Aumentar impostos e dificultar o acesso a benefícios e direitos tem sido a principal política econômica de ajuste dos governos. Foram aprovados novos impostos, reajustes dos mais diversos nas tarifas dos serviços essenciais, além de chegarmos ao cúmulo do parcelamento de salários. E não bastou apenas elevar a carga tributária que recai sobre a população, como, em alguns casos, ela também foi antecipada.

A partir deste ano, os gaúchos têm até o dia 27 de abril para quitar o Imposto sobre a Propriedade de Veículos Automotores (IPVA). A medida foi justificada pelo governo do Estado como necessária para cobrir a falta de recursos na arrecadação do primeiro quadrimestre. Uma definição que serve ao planejamento das finanças do governo, mas abala, ainda mais, o orçamento das milhares de pessoas que haviam se programado para quitar a dívida nos meses de julho ou agosto.
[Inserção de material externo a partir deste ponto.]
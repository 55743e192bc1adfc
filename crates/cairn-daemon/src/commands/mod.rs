//! IPC command handlers, one submodule per RPC category.

pub mod billing;
pub mod ingest;
pub mod pins;

use cairn_pins::{PinError, PinSpec, PinSubmitter, Submitted};
use cairn_types::{Balance, CallerId, Cid};
use rusqlite::Connection;
use serde::Serialize;
use serde_json::Value;

use crate::rpc::RpcError;
use crate::{persist, DaemonState};

type Result<T = Value> = std::result::Result<T, RpcError>;
type PinResult<T> = std::result::Result<T, PinError>;

fn required<'a>(params: &'a Value, key: &str) -> Result<&'a Value> {
    params
        .get(key)
        .filter(|v| !v.is_null())
        .ok_or_else(|| RpcError::invalid_params(&format!("{key} required")))
}

fn str_param<'a>(params: &'a Value, key: &str) -> Result<&'a str> {
    required(params, key)?
        .as_str()
        .ok_or_else(|| RpcError::invalid_params(&format!("{key} must be a string")))
}

fn u64_param(params: &Value, key: &str) -> Result<u64> {
    required(params, key)?
        .as_u64()
        .ok_or_else(|| RpcError::invalid_params(&format!("{key} must be an unsigned integer")))
}

fn u32_param(params: &Value, key: &str) -> Result<u32> {
    u32::try_from(u64_param(params, key)?)
        .map_err(|_| RpcError::invalid_params(&format!("{key} out of range")))
}

fn bool_param(params: &Value, key: &str) -> Result<bool> {
    required(params, key)?
        .as_bool()
        .ok_or_else(|| RpcError::invalid_params(&format!("{key} must be a boolean")))
}

/// Amounts may be sent as decimal strings to carry the full `u128` range.
fn amount_param(params: &Value, key: &str) -> Result<Balance> {
    match required(params, key)? {
        Value::String(s) => s
            .parse()
            .map_err(|_| RpcError::invalid_params(&format!("{key} must be a decimal amount"))),
        v => v
            .as_u64()
            .map(Balance::from)
            .ok_or_else(|| RpcError::invalid_params(&format!("{key} must be an unsigned amount"))),
    }
}

fn cid_param(params: &Value) -> Result<Cid> {
    Cid::new(str_param(params, "cid")?).map_err(|e| PinError::InvalidCid(e).into())
}

fn caller_param(params: &Value) -> Result<CallerId> {
    CallerId::new(str_param(params, "caller")?)
        .map_err(|e| RpcError::invalid_params(&format!("caller: {e}")))
}

fn to_json<T: Serialize>(value: &T) -> Result {
    serde_json::to_value(value).map_err(|e| RpcError::internal_error(&format!("encode: {e}")))
}

/// Submitter that commits each new record, its charge and its debit to the
/// database before the record becomes visible.
///
/// Holds a borrowed connection, so it must not live across an `.await`.
struct WriteThrough<'a> {
    state: &'a DaemonState,
    conn: &'a Connection,
}

impl<'a> WriteThrough<'a> {
    fn new(state: &'a DaemonState, conn: &'a Connection) -> Self {
        Self { state, conn }
    }

    fn retry(&self, cid: &Cid) -> PinResult<Submitted> {
        self.state.registry.retry_with(cid, |s| self.commit(s))
    }

    fn commit(&self, submitted: &Submitted) -> cairn_db::Result<()> {
        let quota = self.state.registry.resolver().quota().current_cycle();
        let cycle_total = match submitted.charge.cycle_id {
            Some(id) if id == quota.cycle_id => quota.total,
            _ => self.state.config.quota_total(),
        };
        persist::record_submission(self.conn, submitted, cycle_total)
    }
}

impl PinSubmitter for WriteThrough<'_> {
    fn submit(&self, spec: PinSpec) -> PinResult<Submitted> {
        self.state.registry.submit_with(spec, |s| self.commit(s))
    }
}

fn submitted_json(submitted: &Submitted) -> Value {
    serde_json::json!({
        "pin_id": submitted.record.pin_id,
        "cid": submitted.record.cid,
        "status": submitted.record.status,
        "funding_source": submitted.record.funding_source,
        "price_charged": submitted.record.price_charged.to_string(),
        "charge_id": submitted.record.charge_id,
        "superseded_pin_id": submitted.superseded.as_ref().map(|r| r.pin_id),
    })
}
O governo demanda sacrifícios da população, vendendo ilusões. A luz no fim do túnel continua no mesmo lugar, independente do aumento de impostos e do parcelamento dos salários. As soluções nunca são apresentadas, efeitos positivos não são sentidos e parece que o problema só aumenta de tamanho.

Vivemos uma crise sem precedentes, especialmente no que tange ao tratamento dado pelo Estado ao cidadão, que tenta acostumar-se a uma situação de total falta de segurança, serviços públicos deficientes, produtos e contas cada vez mais caros. Na última cartada, além de nos tirar mais, tiram mais cedo. E a solução? De concreto, só o canhoto da fatura paga.

* Clàudio Janta é presidente estadual do Solidariedade-RS e vereador de Porto Alegre.